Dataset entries

┌────────

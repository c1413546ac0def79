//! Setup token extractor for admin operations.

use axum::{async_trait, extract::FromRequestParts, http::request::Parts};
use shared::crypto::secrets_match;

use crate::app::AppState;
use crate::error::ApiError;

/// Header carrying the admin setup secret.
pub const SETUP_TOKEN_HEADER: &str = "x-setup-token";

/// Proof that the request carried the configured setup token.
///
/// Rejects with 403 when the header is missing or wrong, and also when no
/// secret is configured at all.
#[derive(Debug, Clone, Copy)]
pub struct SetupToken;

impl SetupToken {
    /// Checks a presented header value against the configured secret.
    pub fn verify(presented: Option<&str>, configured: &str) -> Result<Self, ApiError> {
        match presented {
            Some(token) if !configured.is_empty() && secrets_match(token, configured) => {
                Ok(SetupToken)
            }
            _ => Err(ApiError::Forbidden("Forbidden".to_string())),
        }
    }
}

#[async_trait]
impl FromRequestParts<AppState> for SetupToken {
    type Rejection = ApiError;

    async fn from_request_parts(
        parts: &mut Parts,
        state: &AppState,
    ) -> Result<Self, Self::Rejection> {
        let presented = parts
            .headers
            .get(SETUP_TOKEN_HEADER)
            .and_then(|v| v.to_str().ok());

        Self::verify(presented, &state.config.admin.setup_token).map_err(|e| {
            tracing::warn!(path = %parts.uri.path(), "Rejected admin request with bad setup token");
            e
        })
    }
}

└────────
┌────────

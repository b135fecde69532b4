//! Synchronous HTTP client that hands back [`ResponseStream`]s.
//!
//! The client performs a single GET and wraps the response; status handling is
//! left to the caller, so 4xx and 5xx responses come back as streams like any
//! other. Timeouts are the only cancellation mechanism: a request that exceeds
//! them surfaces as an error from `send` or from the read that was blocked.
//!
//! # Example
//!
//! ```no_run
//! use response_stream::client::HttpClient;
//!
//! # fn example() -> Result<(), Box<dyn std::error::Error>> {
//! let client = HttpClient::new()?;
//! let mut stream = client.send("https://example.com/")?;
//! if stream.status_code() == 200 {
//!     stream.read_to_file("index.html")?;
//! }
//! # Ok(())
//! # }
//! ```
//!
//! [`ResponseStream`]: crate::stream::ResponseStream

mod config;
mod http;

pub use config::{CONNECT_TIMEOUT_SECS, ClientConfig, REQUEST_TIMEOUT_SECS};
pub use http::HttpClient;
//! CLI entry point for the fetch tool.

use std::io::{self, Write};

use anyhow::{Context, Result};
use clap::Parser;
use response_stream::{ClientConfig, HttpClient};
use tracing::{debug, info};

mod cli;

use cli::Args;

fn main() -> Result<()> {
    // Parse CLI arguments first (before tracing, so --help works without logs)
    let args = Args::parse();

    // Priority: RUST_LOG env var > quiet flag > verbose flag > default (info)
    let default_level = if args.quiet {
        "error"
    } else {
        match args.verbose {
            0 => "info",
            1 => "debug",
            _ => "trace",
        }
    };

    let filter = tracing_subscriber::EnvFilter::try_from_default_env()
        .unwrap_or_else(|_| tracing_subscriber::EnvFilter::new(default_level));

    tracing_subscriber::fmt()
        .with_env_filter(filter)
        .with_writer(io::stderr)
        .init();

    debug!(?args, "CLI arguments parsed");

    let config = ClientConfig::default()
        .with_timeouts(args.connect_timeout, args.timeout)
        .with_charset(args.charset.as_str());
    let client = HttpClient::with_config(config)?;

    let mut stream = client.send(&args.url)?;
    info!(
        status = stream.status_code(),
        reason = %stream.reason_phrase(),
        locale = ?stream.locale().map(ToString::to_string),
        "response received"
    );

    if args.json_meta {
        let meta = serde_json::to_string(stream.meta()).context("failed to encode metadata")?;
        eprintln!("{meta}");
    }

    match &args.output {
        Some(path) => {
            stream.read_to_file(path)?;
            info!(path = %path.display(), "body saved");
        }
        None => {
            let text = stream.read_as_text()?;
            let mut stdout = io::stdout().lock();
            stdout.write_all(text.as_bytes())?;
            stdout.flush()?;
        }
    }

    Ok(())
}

└────────

Only one stretch of the data above is needed. Restate it word for word, from the line containing "the fetch tool." through the line containing "stream.read_to_file(path)?;", both ends included.

//! CLI entry point for the fetch tool.

use std::io::{self, Write};

use anyhow::{Context, Result};
use clap::Parser;
use response_stream::{ClientConfig, HttpClient};
use tracing::{debug, info};

mod cli;

use cli::Args;

fn main() -> Result<()> {
    // Parse CLI arguments first (before tracing, so --help works without logs)
    let args = Args::parse();

    // Priority: RUST_LOG env var > quiet flag > verbose flag > default (info)
    let default_level = if args.quiet {
        "error"
    } else {
        match args.verbose {
            0 => "info",
            1 => "debug",
            _ => "trace",
        }
    };

    let filter = tracing_subscriber::EnvFilter::try_from_default_env()
        .unwrap_or_else(|_| tracing_subscriber::EnvFilter::new(default_level));

    tracing_subscriber::fmt()
        .with_env_filter(filter)
        .with_writer(io::stderr)
        .init();

    debug!(?args, "CLI arguments parsed");

    let config = ClientConfig::default()
        .with_timeouts(args.connect_timeout, args.timeout)
        .with_charset(args.charset.as_str());
    let client = HttpClient::with_config(config)?;

    let mut stream = client.send(&args.url)?;
    info!(
        status = stream.status_code(),
        reason = %stream.reason_phrase(),
        locale = ?stream.locale().map(ToString::to_string),
        "response received"
    );

    if args.json_meta {
        let meta = serde_json::to_string(stream.meta()).context("failed to encode metadata")?;
        eprintln!("{meta}");
    }

    match &args.output {
        Some(path) => {
            stream.read_to_file(path)?;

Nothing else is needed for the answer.